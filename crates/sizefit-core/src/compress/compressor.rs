//! Resolution fallback around the quality search.
//!
//! When no quality in range fits at the current resolution, the source is
//! halved and searched again. Once the next halving would drop the width
//! under the resolution floor, the source is resampled to the floor width
//! and encoded once at the fallback quality, and that artifact is returned
//! whether or not it fits. The loop always terminates with an artifact.

use tracing::{info, warn};

use super::progress::{format_kb, format_mb, Reporter};
use super::search::{QualitySearch, SearchOutcome};
use super::{CompressConfig, CompressError, EncodedArtifact, NoProgress, ProgressSink};
use crate::decode::{Decoder, FilterResampler, PixelBuffer, Resampler};
use crate::encode::Encoder;
use crate::request::CompressRequest;

/// Compresses pixel buffers to a byte budget with a caller-supplied encoder.
///
/// Holds no per-request state, so one compressor can serve any number of
/// requests, including from several threads when `E` and `R` are `Sync`.
#[derive(Debug, Clone)]
pub struct TargetCompressor<E, R = FilterResampler> {
    encoder: E,
    resampler: R,
    config: CompressConfig,
}

impl<E: Encoder> TargetCompressor<E> {
    /// Create a compressor with the default resampler and config.
    pub fn new(encoder: E) -> Self {
        Self {
            encoder,
            resampler: FilterResampler::default(),
            config: CompressConfig::default(),
        }
    }
}

impl<E: Encoder, R: Resampler> TargetCompressor<E, R> {
    pub fn with_resampler<R2: Resampler>(self, resampler: R2) -> TargetCompressor<E, R2> {
        TargetCompressor {
            encoder: self.encoder,
            resampler,
            config: self.config,
        }
    }

    pub fn with_config(mut self, config: CompressConfig) -> Self {
        self.config = config;
        self
    }

    pub fn config(&self) -> &CompressConfig {
        &self.config
    }

    pub fn encoder(&self) -> &E {
        &self.encoder
    }

    /// Encode `image` so it fits `target_size` bytes where possible.
    ///
    /// # Errors
    ///
    /// - `CompressError::InvalidBudget` if `target_size` is zero (checked
    ///   before any encoding)
    /// - `CompressError::InvalidConfig` if the config violates its bounds
    /// - `CompressError::EncoderUnsupported` / `EncodeFailed` on any encoder
    ///   failure
    /// - `CompressError::Resample` if a working buffer cannot be produced
    pub fn compress(
        &self,
        image: &PixelBuffer,
        target_size: u64,
        progress: &mut dyn ProgressSink,
    ) -> Result<EncodedArtifact, CompressError> {
        self.check_request(target_size)?;
        self.compress_reporting(image, target_size, &mut Reporter::new(progress))
    }

    /// Decode `bytes` with `decoder`, then [`compress`](Self::compress).
    ///
    /// # Errors
    ///
    /// As [`compress`](Self::compress), plus `CompressError::Decode` when the
    /// bytes cannot be decoded. Nothing is encoded in that case.
    pub fn compress_bytes<D>(
        &self,
        decoder: &D,
        bytes: &[u8],
        target_size: u64,
        progress: &mut dyn ProgressSink,
    ) -> Result<EncodedArtifact, CompressError>
    where
        D: Decoder + ?Sized,
    {
        self.check_request(target_size)?;
        let mut reporter = Reporter::new(progress);

        let image = decode(decoder, bytes, &mut reporter)?;
        self.compress_reporting(&image, target_size, &mut reporter)
    }

    /// Decode, resize to the requested dimensions if any, then compress.
    ///
    /// The requested size only sets the starting resolution; the fallback
    /// may still shrink it further.
    pub fn compress_request<D>(
        &self,
        decoder: &D,
        bytes: &[u8],
        request: &CompressRequest,
        progress: &mut dyn ProgressSink,
    ) -> Result<EncodedArtifact, CompressError>
    where
        D: Decoder + ?Sized,
    {
        self.check_request(request.target_size)?;
        let mut reporter = Reporter::new(progress);

        let decoded = decode(decoder, bytes, &mut reporter)?;
        let (width, height) = request.output_dimensions(decoded.width(), decoded.height());
        let image = if (width, height) == (decoded.width(), decoded.height()) {
            decoded
        } else {
            self.resample(&decoded, width, height)?
        };

        self.compress_reporting(&image, request.target_size, &mut reporter)
    }

    fn check_request(&self, target_size: u64) -> Result<(), CompressError> {
        if target_size == 0 {
            return Err(CompressError::InvalidBudget(target_size.to_string()));
        }
        self.config.validate()
    }

    fn compress_reporting(
        &self,
        image: &PixelBuffer,
        target_size: u64,
        progress: &mut Reporter<'_>,
    ) -> Result<EncodedArtifact, CompressError> {
        let (source_width, source_height) = (image.width(), image.height());
        let search = QualitySearch::from_config(&self.config);
        let mut scale = 1.0_f64;

        loop {
            let (width, height) = scaled_dimensions(source_width, source_height, scale);
            info!(width, height, scale, target = target_size, "resolution attempt");
            progress.update(
                40,
                format!(
                    "Compressing targeting {} MB at {width}x{height}...",
                    format_mb(target_size)
                ),
            );

            let outcome = if scale == 1.0 {
                search.run_reporting(&self.encoder, image, target_size, progress)?
            } else {
                let working = self.resample(image, width, height)?;
                search.run_reporting(&self.encoder, &working, target_size, progress)?
            };

            if let SearchOutcome::Found(artifact) = outcome {
                return Ok(finish(artifact, target_size, progress));
            }

            let Some(floor) = self.config.resolution_floor else {
                return self.fallback(
                    image,
                    source_width,
                    source_height,
                    target_size,
                    progress,
                );
            };

            scale /= 2.0;
            let next_width = f64::from(source_width) * scale;
            let next_height = f64::from(source_height) * scale;
            progress.status(format!(
                "Reducing resolution to {}x{} to hit the target size...",
                next_width.max(1.0).round(),
                next_height.max(1.0).round()
            ));

            if next_width < f64::from(floor) {
                let (width, height) = floor_dimensions(source_width, source_height, floor);
                return self.fallback(image, width, height, target_size, progress);
            }
        }
    }

    /// Single encode at the fallback quality. The budget is not re-checked.
    fn fallback(
        &self,
        image: &PixelBuffer,
        width: u32,
        height: u32,
        target_size: u64,
        progress: &mut Reporter<'_>,
    ) -> Result<EncodedArtifact, CompressError> {
        let quality = self.config.fallback_quality;
        progress.status(format!("Falling back to {width}x{height} at quality {quality:.2}."));

        let working = if (width, height) == (image.width(), image.height()) {
            None
        } else {
            Some(self.resample(image, width, height)?)
        };
        let buffer = working.as_ref().unwrap_or(image);

        let artifact = EncodedArtifact::encode(&self.encoder, buffer, quality)
            .map_err(|e| CompressError::from_encode(e, buffer, quality, false))?;

        if !artifact.fits(target_size) {
            warn!(
                size = artifact.size_in_bytes(),
                target = target_size,
                width,
                height,
                "fallback artifact exceeds the target size"
            );
        }
        Ok(finish(artifact, target_size, progress))
    }

    fn resample(
        &self,
        image: &PixelBuffer,
        width: u32,
        height: u32,
    ) -> Result<PixelBuffer, CompressError> {
        self.resampler
            .resample(image, width, height)
            .map_err(|source| CompressError::Resample {
                width,
                height,
                source,
            })
    }
}

fn decode<D>(
    decoder: &D,
    bytes: &[u8],
    progress: &mut Reporter<'_>,
) -> Result<PixelBuffer, CompressError>
where
    D: Decoder + ?Sized,
{
    progress.update(20, "Decoding image...");
    let image = decoder.decode(bytes)?;
    info!(
        width = image.width(),
        height = image.height(),
        "decoded source image"
    );
    Ok(image)
}

fn finish(
    artifact: EncodedArtifact,
    target_size: u64,
    progress: &mut Reporter<'_>,
) -> EncodedArtifact {
    info!(
        quality = artifact.quality_used(),
        size = artifact.size_in_bytes(),
        width = artifact.width_used(),
        height = artifact.height_used(),
        target = target_size,
        "compression finished"
    );
    progress.update(
        100,
        format!(
            "Finished at quality {:.2}. Output size: {} KB (target {} MB)",
            artifact.quality_used(),
            format_kb(artifact.size_in_bytes()),
            format_mb(target_size)
        ),
    );
    artifact
}

/// Compress `image` with `encoder`, the default resampler and default config.
///
/// # Errors
///
/// See [`TargetCompressor::compress`].
pub fn compress_to_target<E: Encoder>(
    encoder: E,
    image: &PixelBuffer,
    target_size: u64,
    progress: Option<&mut dyn ProgressSink>,
) -> Result<EncodedArtifact, CompressError> {
    let compressor = TargetCompressor::new(encoder);
    match progress {
        Some(sink) => compressor.compress(image, target_size, sink),
        None => compressor.compress(image, target_size, &mut NoProgress),
    }
}

/// Dimensions at `scale`, each rounded and at least 1.
pub fn scaled_dimensions(width: u32, height: u32, scale: f64) -> (u32, u32) {
    let axis = |v: u32| ((f64::from(v) * scale).round() as u32).max(1);
    (axis(width), axis(height))
}

/// Dimensions for the last-resort encode: at most `floor` wide, aspect kept.
pub fn floor_dimensions(width: u32, height: u32, floor: u32) -> (u32, u32) {
    let floor_width = width.min(floor);
    let floor_height =
        ((f64::from(floor_width) / f64::from(width)) * f64::from(height)).round() as u32;
    (floor_width, floor_height.max(1))
}

/// Most resolution attempts a request can make before the fallback.
pub fn max_resolution_attempts(width: u32, floor: u32) -> u32 {
    if width <= floor {
        return 1;
    }
    (f64::from(width) / f64::from(floor)).log2().ceil() as u32 + 1
}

■ **WORK TASK**: Copy every line from the data that includes the string "SearchOutcome".

■ **PROBLEM SOLUTION**:
use super::search::{QualitySearch, SearchOutcome};
            if let SearchOutcome::Found(artifact) = outcome {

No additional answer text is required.